Exercise brief
Using the records below, find every line that includes "RecognizerId" and copy it.

◇ ◇ ◇

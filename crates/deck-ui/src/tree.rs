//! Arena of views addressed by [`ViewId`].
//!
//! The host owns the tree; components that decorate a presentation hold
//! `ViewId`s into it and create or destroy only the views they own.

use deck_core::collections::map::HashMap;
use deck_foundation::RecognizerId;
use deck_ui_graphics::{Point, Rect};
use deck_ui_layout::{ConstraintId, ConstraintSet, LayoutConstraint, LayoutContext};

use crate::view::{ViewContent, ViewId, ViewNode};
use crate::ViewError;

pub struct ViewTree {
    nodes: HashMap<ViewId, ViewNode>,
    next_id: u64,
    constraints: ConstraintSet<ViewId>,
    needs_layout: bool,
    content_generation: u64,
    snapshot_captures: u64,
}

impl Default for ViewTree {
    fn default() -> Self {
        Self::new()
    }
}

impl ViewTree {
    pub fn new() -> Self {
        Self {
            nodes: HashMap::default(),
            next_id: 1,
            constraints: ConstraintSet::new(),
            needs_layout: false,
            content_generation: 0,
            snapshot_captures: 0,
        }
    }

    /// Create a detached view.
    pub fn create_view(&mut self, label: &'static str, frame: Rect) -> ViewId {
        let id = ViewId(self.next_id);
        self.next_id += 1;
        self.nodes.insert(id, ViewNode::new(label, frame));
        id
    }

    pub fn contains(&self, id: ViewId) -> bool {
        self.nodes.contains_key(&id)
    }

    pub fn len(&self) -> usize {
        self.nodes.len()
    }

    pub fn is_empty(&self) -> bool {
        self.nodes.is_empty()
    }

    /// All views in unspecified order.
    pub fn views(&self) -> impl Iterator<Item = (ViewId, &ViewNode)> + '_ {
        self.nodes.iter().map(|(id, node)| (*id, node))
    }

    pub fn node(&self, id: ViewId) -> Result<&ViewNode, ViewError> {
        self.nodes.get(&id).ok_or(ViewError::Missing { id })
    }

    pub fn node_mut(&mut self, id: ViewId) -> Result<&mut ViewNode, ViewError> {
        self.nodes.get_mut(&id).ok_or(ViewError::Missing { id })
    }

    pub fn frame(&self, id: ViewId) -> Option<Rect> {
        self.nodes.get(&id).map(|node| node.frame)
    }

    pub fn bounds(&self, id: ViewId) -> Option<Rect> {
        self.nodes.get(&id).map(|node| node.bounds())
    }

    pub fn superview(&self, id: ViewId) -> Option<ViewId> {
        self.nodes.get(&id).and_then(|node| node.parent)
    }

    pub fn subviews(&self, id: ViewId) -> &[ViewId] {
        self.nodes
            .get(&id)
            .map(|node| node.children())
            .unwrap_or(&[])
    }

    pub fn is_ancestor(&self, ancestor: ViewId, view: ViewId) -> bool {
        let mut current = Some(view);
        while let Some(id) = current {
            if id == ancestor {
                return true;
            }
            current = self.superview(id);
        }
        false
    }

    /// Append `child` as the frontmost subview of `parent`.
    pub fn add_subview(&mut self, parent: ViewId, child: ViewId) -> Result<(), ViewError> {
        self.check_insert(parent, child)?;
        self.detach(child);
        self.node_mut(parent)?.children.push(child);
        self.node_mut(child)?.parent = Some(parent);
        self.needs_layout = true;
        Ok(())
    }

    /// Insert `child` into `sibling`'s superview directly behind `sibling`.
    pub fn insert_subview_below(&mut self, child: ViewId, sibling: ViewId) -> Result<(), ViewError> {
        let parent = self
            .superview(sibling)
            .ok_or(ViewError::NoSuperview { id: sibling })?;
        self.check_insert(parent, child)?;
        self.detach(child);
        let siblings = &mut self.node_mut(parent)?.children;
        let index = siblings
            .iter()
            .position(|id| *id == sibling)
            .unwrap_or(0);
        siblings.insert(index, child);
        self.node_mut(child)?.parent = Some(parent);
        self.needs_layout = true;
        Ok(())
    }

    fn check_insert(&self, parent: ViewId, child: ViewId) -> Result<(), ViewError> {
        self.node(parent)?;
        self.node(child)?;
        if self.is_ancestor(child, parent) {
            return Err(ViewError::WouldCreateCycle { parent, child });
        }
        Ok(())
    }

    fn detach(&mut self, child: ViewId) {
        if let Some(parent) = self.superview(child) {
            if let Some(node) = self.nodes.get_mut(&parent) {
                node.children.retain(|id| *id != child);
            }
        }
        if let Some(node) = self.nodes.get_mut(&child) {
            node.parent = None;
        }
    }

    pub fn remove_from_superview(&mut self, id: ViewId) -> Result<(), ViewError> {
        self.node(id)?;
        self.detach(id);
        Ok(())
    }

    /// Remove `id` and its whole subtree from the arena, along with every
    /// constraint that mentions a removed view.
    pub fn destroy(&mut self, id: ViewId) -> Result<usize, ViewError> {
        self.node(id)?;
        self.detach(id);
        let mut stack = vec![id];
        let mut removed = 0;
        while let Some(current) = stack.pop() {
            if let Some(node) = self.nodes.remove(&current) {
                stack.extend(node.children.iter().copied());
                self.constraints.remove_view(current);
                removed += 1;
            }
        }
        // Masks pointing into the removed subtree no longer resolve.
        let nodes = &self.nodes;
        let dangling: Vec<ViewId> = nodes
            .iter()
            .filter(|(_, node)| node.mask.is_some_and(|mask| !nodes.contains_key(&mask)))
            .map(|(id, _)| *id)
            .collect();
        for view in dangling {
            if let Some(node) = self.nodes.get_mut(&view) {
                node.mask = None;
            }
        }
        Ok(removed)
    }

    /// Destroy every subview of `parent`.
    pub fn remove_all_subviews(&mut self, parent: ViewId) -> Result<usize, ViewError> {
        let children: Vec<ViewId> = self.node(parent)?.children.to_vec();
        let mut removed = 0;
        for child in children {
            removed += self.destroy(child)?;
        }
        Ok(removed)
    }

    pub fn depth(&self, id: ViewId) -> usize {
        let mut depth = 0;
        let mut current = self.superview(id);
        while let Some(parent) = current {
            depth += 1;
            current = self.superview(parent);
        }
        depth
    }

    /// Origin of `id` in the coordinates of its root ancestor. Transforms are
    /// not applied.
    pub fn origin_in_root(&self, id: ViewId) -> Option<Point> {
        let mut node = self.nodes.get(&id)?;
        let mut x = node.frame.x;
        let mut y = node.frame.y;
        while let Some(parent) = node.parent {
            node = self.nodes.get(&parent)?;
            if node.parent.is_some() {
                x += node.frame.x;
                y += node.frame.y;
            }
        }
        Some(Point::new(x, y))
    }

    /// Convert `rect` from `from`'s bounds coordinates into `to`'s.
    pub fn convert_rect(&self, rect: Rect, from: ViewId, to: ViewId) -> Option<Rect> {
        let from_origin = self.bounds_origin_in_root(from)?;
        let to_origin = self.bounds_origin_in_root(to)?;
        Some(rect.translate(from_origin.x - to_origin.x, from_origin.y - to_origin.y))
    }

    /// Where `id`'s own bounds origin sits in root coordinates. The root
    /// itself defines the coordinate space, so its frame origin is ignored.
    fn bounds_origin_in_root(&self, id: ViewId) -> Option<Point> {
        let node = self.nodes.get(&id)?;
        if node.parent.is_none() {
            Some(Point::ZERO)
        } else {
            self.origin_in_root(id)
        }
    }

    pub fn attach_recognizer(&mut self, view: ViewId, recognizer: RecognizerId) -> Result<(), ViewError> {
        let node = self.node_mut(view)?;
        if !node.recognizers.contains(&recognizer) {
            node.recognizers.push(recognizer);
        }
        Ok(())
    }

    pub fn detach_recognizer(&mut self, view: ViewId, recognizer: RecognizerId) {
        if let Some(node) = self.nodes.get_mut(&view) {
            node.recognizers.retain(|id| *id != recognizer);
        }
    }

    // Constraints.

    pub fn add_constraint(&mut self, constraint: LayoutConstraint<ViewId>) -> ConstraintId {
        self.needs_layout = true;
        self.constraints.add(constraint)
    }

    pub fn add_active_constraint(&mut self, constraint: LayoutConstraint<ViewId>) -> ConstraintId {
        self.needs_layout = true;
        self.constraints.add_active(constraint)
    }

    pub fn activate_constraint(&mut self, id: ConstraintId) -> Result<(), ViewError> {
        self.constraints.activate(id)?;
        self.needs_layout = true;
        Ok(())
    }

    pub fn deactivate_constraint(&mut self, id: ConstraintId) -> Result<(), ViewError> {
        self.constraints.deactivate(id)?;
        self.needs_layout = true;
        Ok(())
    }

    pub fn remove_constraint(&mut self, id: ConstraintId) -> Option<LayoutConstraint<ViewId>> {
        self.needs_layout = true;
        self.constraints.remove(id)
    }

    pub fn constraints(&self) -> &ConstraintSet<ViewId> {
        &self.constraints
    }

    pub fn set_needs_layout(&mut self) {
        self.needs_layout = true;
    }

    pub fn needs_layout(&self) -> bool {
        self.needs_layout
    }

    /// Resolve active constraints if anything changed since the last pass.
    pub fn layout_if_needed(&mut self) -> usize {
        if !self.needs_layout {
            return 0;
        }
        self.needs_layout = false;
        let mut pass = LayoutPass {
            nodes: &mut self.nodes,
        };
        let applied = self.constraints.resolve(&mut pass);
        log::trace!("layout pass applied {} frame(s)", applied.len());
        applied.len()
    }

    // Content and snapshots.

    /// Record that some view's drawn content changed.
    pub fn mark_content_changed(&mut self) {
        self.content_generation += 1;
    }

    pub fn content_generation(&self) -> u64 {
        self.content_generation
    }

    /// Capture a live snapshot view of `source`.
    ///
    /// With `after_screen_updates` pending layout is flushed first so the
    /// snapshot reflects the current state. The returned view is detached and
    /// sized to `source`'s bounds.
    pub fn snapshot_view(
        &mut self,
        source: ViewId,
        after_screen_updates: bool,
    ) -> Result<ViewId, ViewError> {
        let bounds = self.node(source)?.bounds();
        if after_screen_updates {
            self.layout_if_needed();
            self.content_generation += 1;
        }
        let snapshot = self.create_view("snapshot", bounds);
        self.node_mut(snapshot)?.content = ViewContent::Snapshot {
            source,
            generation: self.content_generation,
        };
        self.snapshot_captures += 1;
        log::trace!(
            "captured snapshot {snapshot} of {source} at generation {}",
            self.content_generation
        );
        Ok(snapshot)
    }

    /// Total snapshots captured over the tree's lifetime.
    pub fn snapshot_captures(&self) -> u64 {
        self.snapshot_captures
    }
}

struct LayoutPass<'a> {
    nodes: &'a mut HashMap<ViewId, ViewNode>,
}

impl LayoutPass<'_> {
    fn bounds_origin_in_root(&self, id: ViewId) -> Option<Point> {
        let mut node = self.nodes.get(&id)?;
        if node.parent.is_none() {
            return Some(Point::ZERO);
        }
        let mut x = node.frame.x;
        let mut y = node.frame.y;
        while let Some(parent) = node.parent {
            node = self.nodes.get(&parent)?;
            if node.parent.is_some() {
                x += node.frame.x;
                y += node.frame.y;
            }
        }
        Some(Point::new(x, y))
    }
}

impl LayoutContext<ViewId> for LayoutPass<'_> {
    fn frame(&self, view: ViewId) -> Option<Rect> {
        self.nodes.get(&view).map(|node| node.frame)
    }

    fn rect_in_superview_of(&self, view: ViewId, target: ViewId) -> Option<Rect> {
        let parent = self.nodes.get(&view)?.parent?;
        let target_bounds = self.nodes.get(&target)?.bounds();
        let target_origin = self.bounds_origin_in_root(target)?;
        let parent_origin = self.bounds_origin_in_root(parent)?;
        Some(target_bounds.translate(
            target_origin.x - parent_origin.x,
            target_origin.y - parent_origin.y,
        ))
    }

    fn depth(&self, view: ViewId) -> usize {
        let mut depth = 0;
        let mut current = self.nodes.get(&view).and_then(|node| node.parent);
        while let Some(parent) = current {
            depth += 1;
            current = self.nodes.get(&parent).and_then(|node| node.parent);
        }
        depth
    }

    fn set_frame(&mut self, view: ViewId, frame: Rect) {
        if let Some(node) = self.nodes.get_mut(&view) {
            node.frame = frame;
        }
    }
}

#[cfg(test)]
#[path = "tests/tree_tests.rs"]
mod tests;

◇ ◇ ◇

Solved exercise
use deck_foundation::RecognizerId;
    pub fn attach_recognizer(&mut self, view: ViewId, recognizer: RecognizerId) -> Result<(), ViewError> {
    pub fn detach_recognizer(&mut self, view: ViewId, recognizer: RecognizerId) {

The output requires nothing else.